Segment Start: Excerpted data
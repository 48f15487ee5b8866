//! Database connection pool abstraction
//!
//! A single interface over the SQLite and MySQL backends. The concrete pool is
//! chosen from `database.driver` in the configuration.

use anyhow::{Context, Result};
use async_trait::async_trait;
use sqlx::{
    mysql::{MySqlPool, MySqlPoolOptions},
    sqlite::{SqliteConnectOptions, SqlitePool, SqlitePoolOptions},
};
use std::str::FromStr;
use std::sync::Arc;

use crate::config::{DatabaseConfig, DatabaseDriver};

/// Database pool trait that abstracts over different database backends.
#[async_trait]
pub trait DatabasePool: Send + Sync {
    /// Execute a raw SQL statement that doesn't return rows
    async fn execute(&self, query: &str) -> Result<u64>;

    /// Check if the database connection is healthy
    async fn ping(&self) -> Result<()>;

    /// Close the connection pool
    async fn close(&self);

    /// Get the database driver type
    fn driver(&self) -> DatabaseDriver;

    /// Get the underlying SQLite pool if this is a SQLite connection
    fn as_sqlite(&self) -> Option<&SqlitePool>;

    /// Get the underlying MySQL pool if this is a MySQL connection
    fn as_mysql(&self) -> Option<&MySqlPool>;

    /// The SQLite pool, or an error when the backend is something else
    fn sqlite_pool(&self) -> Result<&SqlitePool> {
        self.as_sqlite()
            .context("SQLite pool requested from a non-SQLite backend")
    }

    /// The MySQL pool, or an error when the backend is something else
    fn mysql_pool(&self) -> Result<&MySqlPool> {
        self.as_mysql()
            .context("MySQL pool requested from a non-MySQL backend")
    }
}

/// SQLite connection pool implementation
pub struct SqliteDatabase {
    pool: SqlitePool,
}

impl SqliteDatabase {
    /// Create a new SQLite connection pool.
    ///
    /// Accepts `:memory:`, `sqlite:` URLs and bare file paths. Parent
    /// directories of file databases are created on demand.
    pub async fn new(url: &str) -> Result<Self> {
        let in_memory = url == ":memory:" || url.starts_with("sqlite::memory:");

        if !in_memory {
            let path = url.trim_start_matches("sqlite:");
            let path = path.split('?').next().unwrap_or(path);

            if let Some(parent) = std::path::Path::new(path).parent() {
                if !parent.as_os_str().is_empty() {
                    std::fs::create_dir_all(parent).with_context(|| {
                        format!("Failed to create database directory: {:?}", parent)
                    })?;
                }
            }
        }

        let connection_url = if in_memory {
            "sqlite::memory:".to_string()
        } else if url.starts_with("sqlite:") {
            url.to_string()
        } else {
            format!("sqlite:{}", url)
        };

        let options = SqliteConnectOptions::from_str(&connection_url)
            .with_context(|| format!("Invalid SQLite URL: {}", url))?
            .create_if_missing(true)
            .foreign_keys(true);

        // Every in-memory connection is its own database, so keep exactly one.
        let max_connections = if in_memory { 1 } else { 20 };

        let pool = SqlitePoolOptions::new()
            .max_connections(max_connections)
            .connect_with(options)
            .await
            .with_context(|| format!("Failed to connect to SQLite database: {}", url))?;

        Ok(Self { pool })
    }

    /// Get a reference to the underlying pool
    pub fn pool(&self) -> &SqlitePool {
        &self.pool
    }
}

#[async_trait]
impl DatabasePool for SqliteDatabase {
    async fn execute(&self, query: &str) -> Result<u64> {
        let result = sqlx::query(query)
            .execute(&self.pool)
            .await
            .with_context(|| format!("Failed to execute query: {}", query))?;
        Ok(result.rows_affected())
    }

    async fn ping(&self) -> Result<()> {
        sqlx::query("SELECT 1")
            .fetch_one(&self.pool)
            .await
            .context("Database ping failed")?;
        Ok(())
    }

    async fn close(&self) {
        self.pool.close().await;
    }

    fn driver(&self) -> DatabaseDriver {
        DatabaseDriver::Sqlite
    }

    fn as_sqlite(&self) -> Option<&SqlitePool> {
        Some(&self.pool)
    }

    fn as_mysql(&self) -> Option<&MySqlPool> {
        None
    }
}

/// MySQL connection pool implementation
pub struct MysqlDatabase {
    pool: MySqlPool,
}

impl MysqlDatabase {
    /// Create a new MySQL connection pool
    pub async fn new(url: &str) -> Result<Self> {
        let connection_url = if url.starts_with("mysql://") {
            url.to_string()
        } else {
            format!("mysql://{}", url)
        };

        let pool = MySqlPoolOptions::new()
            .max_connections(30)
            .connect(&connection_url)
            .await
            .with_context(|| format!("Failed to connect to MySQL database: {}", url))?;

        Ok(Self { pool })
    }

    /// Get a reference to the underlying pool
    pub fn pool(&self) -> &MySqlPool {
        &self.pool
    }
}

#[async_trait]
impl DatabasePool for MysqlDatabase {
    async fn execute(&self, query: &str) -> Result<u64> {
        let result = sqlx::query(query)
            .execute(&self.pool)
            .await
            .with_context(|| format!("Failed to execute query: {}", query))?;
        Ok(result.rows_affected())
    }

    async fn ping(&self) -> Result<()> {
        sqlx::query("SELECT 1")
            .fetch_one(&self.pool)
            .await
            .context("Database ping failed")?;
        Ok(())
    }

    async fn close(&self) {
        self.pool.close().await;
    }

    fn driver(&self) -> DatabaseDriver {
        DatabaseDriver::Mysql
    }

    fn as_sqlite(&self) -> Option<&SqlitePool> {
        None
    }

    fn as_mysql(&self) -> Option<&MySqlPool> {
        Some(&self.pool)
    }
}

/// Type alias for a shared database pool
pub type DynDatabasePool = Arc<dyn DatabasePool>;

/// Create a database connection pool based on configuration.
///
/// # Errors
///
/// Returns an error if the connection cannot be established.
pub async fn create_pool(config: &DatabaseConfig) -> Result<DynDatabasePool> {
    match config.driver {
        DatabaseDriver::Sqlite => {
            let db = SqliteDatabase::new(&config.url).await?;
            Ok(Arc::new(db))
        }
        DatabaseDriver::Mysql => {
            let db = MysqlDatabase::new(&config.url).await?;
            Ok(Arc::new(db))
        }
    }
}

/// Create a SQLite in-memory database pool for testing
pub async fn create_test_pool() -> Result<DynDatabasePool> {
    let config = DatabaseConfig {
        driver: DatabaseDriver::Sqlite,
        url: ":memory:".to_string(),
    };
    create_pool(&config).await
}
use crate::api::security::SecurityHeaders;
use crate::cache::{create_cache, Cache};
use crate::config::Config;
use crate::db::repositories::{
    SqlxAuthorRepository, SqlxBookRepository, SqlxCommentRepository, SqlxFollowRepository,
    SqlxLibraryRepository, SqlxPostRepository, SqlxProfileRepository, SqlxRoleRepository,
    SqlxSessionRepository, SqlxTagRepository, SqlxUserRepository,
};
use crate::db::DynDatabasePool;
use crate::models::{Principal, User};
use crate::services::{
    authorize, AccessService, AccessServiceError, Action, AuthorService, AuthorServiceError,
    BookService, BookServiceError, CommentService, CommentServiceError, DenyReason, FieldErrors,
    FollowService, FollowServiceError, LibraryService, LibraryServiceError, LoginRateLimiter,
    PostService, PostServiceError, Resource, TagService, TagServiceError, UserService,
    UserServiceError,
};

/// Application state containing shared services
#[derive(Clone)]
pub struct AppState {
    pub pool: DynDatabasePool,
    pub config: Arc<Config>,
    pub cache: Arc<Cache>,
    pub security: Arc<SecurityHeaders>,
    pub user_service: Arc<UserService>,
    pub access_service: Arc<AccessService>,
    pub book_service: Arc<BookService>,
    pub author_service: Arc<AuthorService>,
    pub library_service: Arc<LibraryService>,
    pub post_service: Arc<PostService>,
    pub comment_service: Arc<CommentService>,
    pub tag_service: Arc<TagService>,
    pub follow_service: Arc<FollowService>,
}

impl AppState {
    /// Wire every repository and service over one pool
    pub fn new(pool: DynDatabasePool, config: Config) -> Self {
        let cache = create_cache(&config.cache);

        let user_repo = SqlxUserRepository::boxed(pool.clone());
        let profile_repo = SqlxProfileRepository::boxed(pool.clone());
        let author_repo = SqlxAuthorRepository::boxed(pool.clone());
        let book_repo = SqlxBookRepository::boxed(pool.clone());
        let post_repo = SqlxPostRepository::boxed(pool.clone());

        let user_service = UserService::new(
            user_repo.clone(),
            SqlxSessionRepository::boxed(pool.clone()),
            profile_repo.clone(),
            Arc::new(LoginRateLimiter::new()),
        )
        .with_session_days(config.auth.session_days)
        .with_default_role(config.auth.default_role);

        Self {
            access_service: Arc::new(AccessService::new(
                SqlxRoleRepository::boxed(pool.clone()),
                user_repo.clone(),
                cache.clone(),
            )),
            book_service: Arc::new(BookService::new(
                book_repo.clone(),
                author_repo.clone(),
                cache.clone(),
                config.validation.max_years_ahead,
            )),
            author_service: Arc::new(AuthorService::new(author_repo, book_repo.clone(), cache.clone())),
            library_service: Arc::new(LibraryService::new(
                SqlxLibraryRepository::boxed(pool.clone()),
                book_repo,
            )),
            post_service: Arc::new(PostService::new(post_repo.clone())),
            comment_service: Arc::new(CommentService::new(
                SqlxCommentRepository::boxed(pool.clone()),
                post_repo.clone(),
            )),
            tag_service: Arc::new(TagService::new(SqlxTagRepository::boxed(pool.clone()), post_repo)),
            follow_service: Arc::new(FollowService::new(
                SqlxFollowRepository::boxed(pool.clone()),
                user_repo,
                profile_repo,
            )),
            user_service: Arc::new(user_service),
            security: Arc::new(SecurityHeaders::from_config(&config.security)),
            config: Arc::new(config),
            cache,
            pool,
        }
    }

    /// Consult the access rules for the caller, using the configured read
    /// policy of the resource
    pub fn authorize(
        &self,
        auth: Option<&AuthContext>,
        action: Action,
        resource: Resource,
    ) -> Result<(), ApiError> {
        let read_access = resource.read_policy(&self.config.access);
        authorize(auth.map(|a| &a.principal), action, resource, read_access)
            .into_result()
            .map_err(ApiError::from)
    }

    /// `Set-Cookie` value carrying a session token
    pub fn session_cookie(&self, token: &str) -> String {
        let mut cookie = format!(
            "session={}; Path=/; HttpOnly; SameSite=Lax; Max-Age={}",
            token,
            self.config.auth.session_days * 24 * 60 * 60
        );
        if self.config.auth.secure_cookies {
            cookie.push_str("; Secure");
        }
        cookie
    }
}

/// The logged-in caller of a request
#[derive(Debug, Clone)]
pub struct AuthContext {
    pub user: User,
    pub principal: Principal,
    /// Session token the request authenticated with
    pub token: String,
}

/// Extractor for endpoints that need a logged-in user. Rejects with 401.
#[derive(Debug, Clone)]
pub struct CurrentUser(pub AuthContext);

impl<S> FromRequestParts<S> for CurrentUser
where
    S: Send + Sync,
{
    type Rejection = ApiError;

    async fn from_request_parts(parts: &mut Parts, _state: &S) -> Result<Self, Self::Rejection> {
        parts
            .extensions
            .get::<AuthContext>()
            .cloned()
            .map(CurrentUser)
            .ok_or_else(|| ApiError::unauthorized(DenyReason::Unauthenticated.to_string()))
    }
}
Segment End: Excerpted data
What are the lines of the data above that include the string "FollowService"? Copy them.

- [Completed exercise]:
    FollowService, FollowServiceError, LibraryService, LibraryServiceError, LoginRateLimiter,
    pub follow_service: Arc<FollowService>,
            follow_service: Arc::new(FollowService::new(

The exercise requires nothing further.